Drugs for rare diseases can generate as much lifetime revenue as medicines for common conditions
Rare diseases, such as cystic fibrosis, are as economically viable for pharma as more common conditions, according to a new report.
The Economic Power of Orphan Drugs from Thomson Reuters claims that, when comparing the total value of orphan drugs from 1990 to 2030, they have the potential to generate as much lifetime revenue as mainstream drugs, thanks to government incentives, shorter clinical trials and high rates of regulatory success.
An increased focus on personalised, precision treatments has also increased attention towards orphan drugs, with the market now worth $637m compared to the $638m market for a matched control group of non-orphan drugs, Thomson Reuters said.

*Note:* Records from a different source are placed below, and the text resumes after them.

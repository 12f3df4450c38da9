//! OpenAPI documentation configuration.
//!
//! [`ApiDoc`] registers every REST endpoint under `/api/v1`, the health
//! checks, and the session cookie security scheme. Swagger UI serves it in
//! debug builds; `cargo run --bin openapi-dump` prints it for tooling.

use utoipa::openapi::security::{ApiKey, ApiKeyValue, SecurityScheme};
use utoipa::{Modify, OpenApi};

use crate::inbound::http::{
    auth, bookings, content, dashboard, favorites, health, messages, payments, profiles, users,
};

/// Enrich the generated document with the session cookie security scheme.
struct SecurityAddon;

impl Modify for SecurityAddon {
    fn modify(&self, openapi: &mut utoipa::openapi::OpenApi) {
        let components = openapi
            .components
            .get_or_insert_with(utoipa::openapi::Components::default);

        components.add_security_scheme(
            "SessionCookie",
            SecurityScheme::ApiKey(ApiKey::Cookie(ApiKeyValue::with_description(
                "session",
                "Session cookie issued by POST /api/v1/auth/login.",
            ))),
        );
    }
}

/// OpenAPI document for the REST API.
#[derive(OpenApi)]
#[openapi(
    modifiers(&SecurityAddon),
    info(
        title = "Encore API",
        description = "Performer profiles, content, bookings, payments and messaging."
    ),
    servers(
        (url = "/", description = "Relative to the deployment base URL")
    ),
    security(("SessionCookie" = [])),
    paths(
        auth::register,
        auth::login,
        auth::logout,
        users::current_user,
        users::update_image,
        users::get_user,
        profiles::get_own_profile,
        profiles::upsert_own_profile,
        profiles::list_profiles,
        profiles::get_performer_profile,
        content::create_content,
        content::list_content,
        content::delete_content,
        content::view_content,
        content::like_content,
        content::unlike_content,
        bookings::create_booking,
        bookings::list_bookings,
        bookings::update_booking_status,
        payments::create_checkout,
        payments::webhook,
        messages::send_message,
        messages::list_messages,
        messages::mark_read,
        messages::list_conversations,
        favorites::add_favorite,
        favorites::remove_favorite,
        favorites::list_favorites,
        dashboard::get_dashboard,
        dashboard::get_earnings,
        health::ready,
        health::live,
    ),
    components(schemas(crate::domain::Error, crate::domain::ErrorCode)),
    tags(
        (name = "auth", description = "Registration and session sign-in"),
        (name = "users", description = "Account details and user cards"),
        (name = "profiles", description = "Performer profiles and the directory"),
        (name = "content", description = "Performer photos and engagement counters"),
        (name = "bookings", description = "Booking requests and status lifecycle"),
        (name = "payments", description = "Hosted checkout and processor webhook"),
        (name = "messages", description = "Direct messages"),
        (name = "favorites", description = "Client favorites"),
        (name = "dashboard", description = "Role-specific statistics and earnings"),
        (name = "health", description = "Endpoints for health checks")
    )
)]
pub struct ApiDoc;
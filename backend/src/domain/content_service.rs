//! Content publishing and engagement service.

use std::sync::Arc;

use async_trait::async_trait;
use tracing::info;
use uuid::Uuid;

use crate::domain::ports::{ContentRepository, ContentService, ProfileRepository};
use crate::domain::service_errors::{map_content_error, map_profile_error};
use crate::domain::{
    Actor, Content, ContentCounters, ContentDraft, CounterChange, Error, NewContent,
};

#[derive(Clone)]
pub struct ContentServiceImpl<C, P> {
    content: Arc<C>,
    profiles: Arc<P>,
}

impl<C, P> ContentServiceImpl<C, P> {
    pub fn new(content: Arc<C>, profiles: Arc<P>) -> Self {
        Self { content, profiles }
    }
}

#[async_trait]
impl<C, P> ContentService for ContentServiceImpl<C, P>
where
    C: ContentRepository,
    P: ProfileRepository,
{
    async fn create(&self, actor: &Actor, draft: ContentDraft) -> Result<Content, Error> {
        if !actor.is_performer() {
            return Err(Error::forbidden("only performers can post content"));
        }
        let profile = self
            .profiles
            .find_by_id(&draft.profile_id)
            .await
            .map_err(map_profile_error)?
            .ok_or_else(|| Error::not_found("Profile not found"))?;
        if profile.user_id != actor.id {
            return Err(Error::forbidden("profile belongs to another performer"));
        }

        let new_content = NewContent::from_draft(actor.id, draft)
            .map_err(|err| Error::invalid_request(format!("invalid content: {err}")))?;
        let content = self
            .content
            .insert(&new_content)
            .await
            .map_err(map_content_error)?;
        info!(content_id = %content.id, profile_id = %content.profile_id, "content published");
        Ok(content)
    }

    async fn list(&self, actor: &Actor, profile_id: Option<Uuid>) -> Result<Vec<Content>, Error> {
        if actor.is_performer() {
            let profile = self
                .profiles
                .find_by_user(&actor.id)
                .await
                .map_err(map_profile_error)?
                .ok_or_else(|| Error::not_found("Profile not found"))?;
            return self
                .content
                .list_by_profile(&profile.id, true)
                .await
                .map_err(map_content_error);
        }

        let profile_id =
            profile_id.ok_or_else(|| Error::invalid_request("profileId is required"))?;
        self.content
            .list_by_profile(&profile_id, false)
            .await
            .map_err(map_content_error)
    }

    async fn delete(&self, actor: &Actor, id: &Uuid) -> Result<(), Error> {
        if !actor.is_performer() {
            return Err(Error::forbidden("only performers can delete content"));
        }
        let content = self
            .content
            .find_by_id(id)
            .await
            .map_err(map_content_error)?
            .ok_or_else(|| Error::not_found("Content not found"))?;
        if content.user_id != actor.id {
            return Err(Error::forbidden("content belongs to another performer"));
        }
        let removed = self.content.delete(id).await.map_err(map_content_error)?;
        if !removed {
            return Err(Error::not_found("Content not found"));
        }
        info!(content_id = %id, "content deleted");
        Ok(())
    }

    async fn engage(
        &self,
        actor: &Actor,
        id: &Uuid,
        change: CounterChange,
    ) -> Result<ContentCounters, Error> {
        if !actor.is_client() {
            return Err(Error::forbidden("only clients can view or like content"));
        }
        self.content
            .apply_counter(id, change)
            .await
            .map_err(map_content_error)?
            .ok_or_else(|| Error::not_found("Content not found"))
    }
}

#[cfg(test)]
#[path = "content_service_tests.rs"]
mod tests;
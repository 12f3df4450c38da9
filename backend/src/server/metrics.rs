//! Prometheus request metrics, compiled in with the `metrics` feature.
//!
//! The layer always boxes the response body so the app type is identical
//! whether or not a registry was configured at startup.

use std::sync::Arc;

use actix_service::{
    Service, ServiceExt as _, Transform,
    boxed::{self, BoxService},
};
use actix_web::body::{BoxBody, MessageBody};
use actix_web::dev::{ServiceRequest, ServiceResponse};
use actix_web::middleware::Compat;
use actix_web_prom::{PrometheusMetrics, PrometheusMetricsBuilder};
use futures_util::future::LocalBoxFuture;

/// Metric name prefix and scrape endpoint.
const NAMESPACE: &str = "encore";
const ENDPOINT: &str = "/metrics";

/// Build the Prometheus middleware serving `/metrics`.
///
/// # Errors
/// Returns [`std::io::Error`] when the default metrics cannot be registered.
pub(crate) fn prometheus() -> std::io::Result<PrometheusMetrics> {
    PrometheusMetricsBuilder::new(NAMESPACE)
        .endpoint(ENDPOINT)
        .build()
        .map_err(|err| std::io::Error::other(format!("prometheus setup failed: {err}")))
}

#[derive(Clone)]
pub(crate) struct MetricsLayer(Option<Arc<PrometheusMetrics>>);

impl MetricsLayer {
    pub(crate) fn from_option(metrics: Option<PrometheusMetrics>) -> Self {
        Self(metrics.map(Arc::new))
    }
}

impl<S, B> Transform<S, ServiceRequest> for MetricsLayer
where
    S: Service<ServiceRequest, Response = ServiceResponse<B>, Error = actix_web::Error> + 'static,
    B: MessageBody + 'static,
{
    type Response = ServiceResponse<BoxBody>;
    type Error = actix_web::Error;
    type InitError = ();
    type Transform = BoxService<ServiceRequest, ServiceResponse<BoxBody>, actix_web::Error>;
    type Future = LocalBoxFuture<'static, Result<Self::Transform, Self::InitError>>;

    fn new_transform(&self, service: S) -> Self::Future {
        let Some(metrics) = self.0.clone() else {
            return Box::pin(async move {
                let svc = service.map(|res: ServiceResponse<B>| res.map_into_boxed_body());
                Ok(boxed::service(svc))
            });
        };
        let fut = Compat::new((*metrics).clone()).new_transform(service);
        Box::pin(async move {
            let svc = fut.await?;
            Ok(boxed::service(svc))
        })
    }
}
//! Role-specific dashboard statistics and the performer earnings page.

use actix_web::{get, web};
use serde::{Deserialize, Serialize};
use utoipa::ToSchema;

use crate::domain::money::minor_to_major;
use crate::domain::{
    ClientDashboard, Dashboard, EarningsReport, EarningsTotals, Error, PerformerDashboard, Role,
};
use crate::inbound::http::ApiResult;
use crate::inbound::http::dto::{BookingResponse, PaymentResponse};
use crate::inbound::http::session::SessionContext;
use crate::inbound::http::state::HttpState;

#[derive(Debug, Clone, Deserialize, Serialize, ToSchema)]
#[serde(rename_all = "camelCase")]
pub struct PerformerStatsResponse {
    /// Completed payments in major currency units.
    pub total_earnings: f64,
    pub pending_bookings: i64,
    pub total_bookings: i64,
    pub unread_messages: i64,
}

#[derive(Debug, Clone, Deserialize, Serialize, ToSchema)]
#[serde(rename_all = "camelCase")]
pub struct ClientStatsResponse {
    pub upcoming_bookings: i64,
    pub total_bookings: i64,
    pub favorites_count: i64,
    pub unread_messages: i64,
}

#[derive(Debug, Clone, Deserialize, Serialize, ToSchema)]
#[serde(untagged)]
pub enum DashboardStatsResponse {
    Performer(PerformerStatsResponse),
    Client(ClientStatsResponse),
}

#[derive(Debug, Clone, Deserialize, Serialize, ToSchema)]
#[serde(rename_all = "camelCase")]
pub struct DashboardResponse {
    #[schema(example = "PERFORMER")]
    pub role: String,
    pub stats: DashboardStatsResponse,
    pub recent_bookings: Vec<BookingResponse>,
}

impl From<Dashboard> for DashboardResponse {
    fn from(dashboard: Dashboard) -> Self {
        match dashboard {
            Dashboard::Performer(PerformerDashboard {
                total_earnings,
                pending_bookings,
                total_bookings,
                unread_messages,
                recent_bookings,
            }) => Self {
                role: Role::Performer.as_str().to_owned(),
                stats: DashboardStatsResponse::Performer(PerformerStatsResponse {
                    total_earnings: minor_to_major(total_earnings),
                    pending_bookings,
                    total_bookings,
                    unread_messages,
                }),
                recent_bookings: recent_bookings.into_iter().map(BookingResponse::from).collect(),
            },
            Dashboard::Client(ClientDashboard {
                upcoming_bookings,
                total_bookings,
                favorites_count,
                unread_messages,
                recent_bookings,
            }) => Self {
                role: Role::Client.as_str().to_owned(),
                stats: DashboardStatsResponse::Client(ClientStatsResponse {
                    upcoming_bookings,
                    total_bookings,
                    favorites_count,
                    unread_messages,
                }),
                recent_bookings: recent_bookings.into_iter().map(BookingResponse::from).collect(),
            },
        }
    }
}

/// Earnings totals in major currency units.
#[derive(Debug, Clone, Copy, Deserialize, Serialize, ToSchema)]
#[serde(rename_all = "camelCase")]
pub struct EarningsTotalsResponse {
    pub completed: f64,
    pub pending: f64,
    pub this_month: f64,
    /// Last seven days.
    pub this_week: f64,
}

impl From<EarningsTotals> for EarningsTotalsResponse {
    fn from(totals: EarningsTotals) -> Self {
        Self {
            completed: minor_to_major(totals.completed),
            pending: minor_to_major(totals.pending),
            this_month: minor_to_major(totals.this_month),
            this_week: minor_to_major(totals.this_week),
        }
    }
}

#[derive(Debug, Clone, Deserialize, Serialize, ToSchema)]
#[serde(rename_all = "camelCase")]
pub struct EarningsResponse {
    pub payments: Vec<PaymentResponse>,
    pub totals: EarningsTotalsResponse,
}

impl From<EarningsReport> for EarningsResponse {
    fn from(report: EarningsReport) -> Self {
        Self {
            payments: report.payments.into_iter().map(PaymentResponse::from).collect(),
            totals: report.totals.into(),
        }
    }
}

/// Statistics for the caller's role with their five most recent bookings.
#[utoipa::path(
    get,
    path = "/api/v1/dashboard",
    responses(
        (status = 200, description = "Dashboard", body = DashboardResponse),
        (status = 401, description = "Unauthorised", body = Error)
    ),
    tags = ["dashboard"],
    operation_id = "getDashboard"
)]
#[get("/dashboard")]
pub async fn get_dashboard(
    state: web::Data<HttpState>,
    session: SessionContext,
) -> ApiResult<web::Json<DashboardResponse>> {
    let actor = session.require_actor()?;
    let dashboard = state.dashboard.dashboard(&actor).await?;
    Ok(web::Json(dashboard.into()))
}

/// Payment history and totals. Performers only.
#[utoipa::path(
    get,
    path = "/api/v1/dashboard/earnings",
    responses(
        (status = 200, description = "Earnings", body = EarningsResponse),
        (status = 401, description = "Unauthorised", body = Error),
        (status = 403, description = "Not a performer", body = Error)
    ),
    tags = ["dashboard"],
    operation_id = "getEarnings"
)]
#[get("/dashboard/earnings")]
pub async fn get_earnings(
    state: web::Data<HttpState>,
    session: SessionContext,
) -> ApiResult<web::Json<EarningsResponse>> {
    let actor = session.require_actor()?;
    let report = state.dashboard.earnings(&actor).await?;
    Ok(web::Json(report.into()))
}
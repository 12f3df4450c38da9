//! `DieselMessageRepository` conversation listing against embedded PostgreSQL.

use encore::domain::ports::MessageRepository;
use encore::domain::{MessageBody, NewMessage, Role, User, UserId};
use encore::outbound::persistence::DieselMessageRepository;
use rstest::{fixture, rstest};

mod support;

use support::TestDatabase;

struct Context {
    messages: DieselMessageRepository,
    client: User,
    first_performer: User,
    second_performer: User,
    db: TestDatabase,
}

impl Context {
    fn send(&self, from: &User, to: &User, text: &str) {
        let body = MessageBody::new(text).expect("valid body");
        self.db
            .runtime
            .block_on(self.messages.insert(&NewMessage::new(from.id, to.id, body)))
            .expect("message insert succeeds");
    }
}

#[fixture]
fn context() -> Option<Context> {
    let db = TestDatabase::start()?;
    let client = db.seed_user("Regular Client", Role::Client);
    let (first_performer, _) = db.seed_performer("First Act");
    let (second_performer, _) = db.seed_performer("Second Act");
    Some(Context {
        messages: DieselMessageRepository::new(db.pool.clone()),
        client,
        first_performer,
        second_performer,
        db,
    })
}

#[rstest]
fn conversations_group_by_partner_newest_first(context: Option<Context>) {
    let Some(ctx) = context else { return };

    ctx.send(&ctx.first_performer, &ctx.client, "hello from the first act");
    ctx.send(&ctx.second_performer, &ctx.client, "hello from the second act");
    ctx.send(&ctx.client, &ctx.first_performer, "see you friday");
    ctx.send(&ctx.second_performer, &ctx.client, "any questions?");

    let conversations = ctx
        .db
        .runtime
        .block_on(ctx.messages.conversations(&ctx.client.id))
        .expect("listing succeeds");

    let partners: Vec<UserId> = conversations.iter().map(|c| c.partner.id).collect();
    assert_eq!(partners, vec![ctx.second_performer.id, ctx.first_performer.id]);

    let latest = &conversations[0];
    assert_eq!(latest.last_message.content, "any questions?");
    assert_eq!(latest.unread_count, 2);

    let older = &conversations[1];
    assert_eq!(older.last_message.content, "see you friday");
    assert_eq!(older.unread_count, 1);
}

#[rstest]
fn reading_a_thread_clears_its_unread_count(context: Option<Context>) {
    let Some(ctx) = context else { return };

    ctx.send(&ctx.first_performer, &ctx.client, "first");
    ctx.send(&ctx.first_performer, &ctx.client, "second");
    ctx.send(&ctx.second_performer, &ctx.client, "other thread");

    ctx.db
        .runtime
        .block_on(
            ctx.messages
                .mark_read(&ctx.client.id, &ctx.first_performer.id),
        )
        .expect("mark read succeeds");

    let unread = ctx
        .db
        .runtime
        .block_on(ctx.messages.unread_count(&ctx.client.id))
        .expect("count succeeds");
    assert_eq!(unread, 1);

    let thread = ctx
        .db
        .runtime
        .block_on(
            ctx.messages
                .thread(&ctx.client.id, &ctx.first_performer.id),
        )
        .expect("thread loads");
    let contents: Vec<&str> = thread.iter().map(|m| m.content.as_str()).collect();
    assert_eq!(contents, vec!["first", "second"]);
    assert!(thread.iter().all(|m| m.read));
}
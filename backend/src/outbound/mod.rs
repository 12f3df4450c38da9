//! Outbound adapters implementing domain ports for external infrastructure.
//!
//! - **persistence**: PostgreSQL repositories using Diesel ORM
//! - **payments**: Stripe hosted checkout and webhook verification
//! - **security**: Argon2 password hashing
//!
//! Adapters translate between domain types and infrastructure
//! representations. They contain no business logic.

pub mod payments;
pub mod persistence;
pub mod security;
//! Domain ports and supporting types for the hexagonal boundary.
//!
//! Driven ports (`*Repository`, [`PasswordHasher`], [`CheckoutGateway`],
//! [`WebhookVerifier`]) describe what the domain needs from infrastructure.
//! Driving ports (`*Service`) are what inbound adapters call.

mod macros;
pub(crate) use macros::define_port_error;

mod account_service;
mod booking_repository;
mod booking_service;
mod checkout_gateway;
mod content_repository;
mod content_service;
mod dashboard_service;
mod favorite_repository;
mod favorite_service;
mod message_repository;
mod messaging_service;
mod password_hasher;
mod payment_repository;
mod payment_service;
mod profile_repository;
mod profile_service;
mod user_repository;
mod webhook_verifier;

pub use account_service::AccountService;
#[cfg(test)]
pub use account_service::MockAccountService;
pub use booking_repository::{BookingRepository, BookingRepositoryError};
#[cfg(test)]
pub use booking_repository::MockBookingRepository;
pub use booking_service::BookingService;
#[cfg(test)]
pub use booking_service::MockBookingService;
pub use checkout_gateway::{CheckoutGateway, CheckoutGatewayError};
#[cfg(test)]
pub use checkout_gateway::MockCheckoutGateway;
pub use content_repository::{ContentRepository, ContentRepositoryError};
#[cfg(test)]
pub use content_repository::MockContentRepository;
pub use content_service::ContentService;
#[cfg(test)]
pub use content_service::MockContentService;
pub use dashboard_service::DashboardService;
#[cfg(test)]
pub use dashboard_service::MockDashboardService;
pub use favorite_repository::{FavoriteRepository, FavoriteRepositoryError};
#[cfg(test)]
pub use favorite_repository::MockFavoriteRepository;
pub use favorite_service::FavoriteService;
#[cfg(test)]
pub use favorite_service::MockFavoriteService;
pub use message_repository::{MessageRepository, MessageRepositoryError};
#[cfg(test)]
pub use message_repository::MockMessageRepository;
pub use messaging_service::MessagingService;
#[cfg(test)]
pub use messaging_service::MockMessagingService;
#[cfg(test)]
pub use password_hasher::MockPasswordHasher;
pub use password_hasher::{PasswordHashError, PasswordHasher};
#[cfg(test)]
pub use payment_repository::MockPaymentRepository;
pub use payment_repository::{PaymentRepository, PaymentRepositoryError};
#[cfg(test)]
pub use payment_service::MockPaymentService;
pub use payment_service::{PaymentService, WebhookOutcome};
#[cfg(test)]
pub use profile_repository::MockProfileRepository;
pub use profile_repository::{ProfileRepository, ProfileRepositoryError};
#[cfg(test)]
pub use profile_service::MockProfileService;
pub use profile_service::{OwnProfile, ProfileService};
#[cfg(test)]
pub use user_repository::MockUserRepository;
pub use user_repository::{NewUser, UserCredentials, UserPersistenceError, UserRepository};
#[cfg(test)]
pub use webhook_verifier::MockWebhookVerifier;
pub use webhook_verifier::{WebhookVerificationError, WebhookVerifier};
//! Port for authenticating payment provider webhooks.

use crate::domain::WebhookEvent;

use super::define_port_error;

define_port_error! {
    /// Reasons a webhook delivery is rejected.
    pub enum WebhookVerificationError {
        /// The signature header is missing a timestamp or signature.
        MalformedHeader => "malformed signature header",
        /// The signed timestamp is outside the accepted window.
        TimestampOutsideTolerance { age_secs: i64 } =>
            "timestamp outside tolerance ({age_secs}s)",
        /// No signature matched the payload.
        SignatureMismatch => "no signatures found matching the expected signature for payload",
        /// The payload is not a recognisable event.
        InvalidPayload { message: String } => "invalid payload: {message}",
    }
}

/// Verifies a raw webhook body against its signature header and decodes the
/// event.
#[cfg_attr(test, mockall::automock)]
pub trait WebhookVerifier: Send + Sync {
    fn verify(&self, payload: &[u8], signature: &str)
    -> Result<WebhookEvent, WebhookVerificationError>;
}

The near parity comes despite orphan drugs having a much smaller market for each medicine. The European Medicines Agency (EMA) awards orphan drug designation for medicines that treat conditions affecting no more than 5 in 10,000 people, while in the US the FDA requires fewer than 200,000 people to be affected by the condition.
In total, there are thought to be about 7,000 rare diseases worldwide affecting a combined US patient population of about 25m people.
In contrast, conditions like asthma and diabetes are estimated to each affect about 25m people in the US.
"This new data gives economic validity to the importance of targeting rare diseases in the global pharmaceutical market," said Dr Kiran Meekings, life sciences consultant at Thomson Reuters and co-author of the report.
Among the orphan drugs highlighted in the report for achieving financial success is Roche/Genentech's MabThera (rituximab), marketed as Rituxan in the US.
The drug, which is indicated to treat such rare conditions as Wegener's granulomatosis (WG) and microscopic polyangiitis (MPA), is “expected to garner more than $150bn in revenue over its lifetime, the majority of which is for orphan indications”, according to Thomason Reuters.
Elsewhere, the report cites the industry's most expensive drug, Alexion's Soliris (eculizumab), which costs more than $409,000 per year for treatment of paroxysymal nocturnal haemoglobinuria (pNH), a rare life-threatening blood disease. Last year its sales stood at $541m, suggesting high prices can offset the limited patent population.
The market for orphan drugs is an expanding one too, with an estimated 250 new rare diseases identified every year, growth that has seen orphan drug revenues climb 25.8 per cent between 2001 and 2010, while the market for non-orphan drugs grew only 20.1 per cent.
"We expect the orphan disease business model to sustain a competitive edge over the traditional primary care business model in the future,” said Brian Lester, senior analyst and managing director of the life sciences group at the financial services firm Manning & Napier.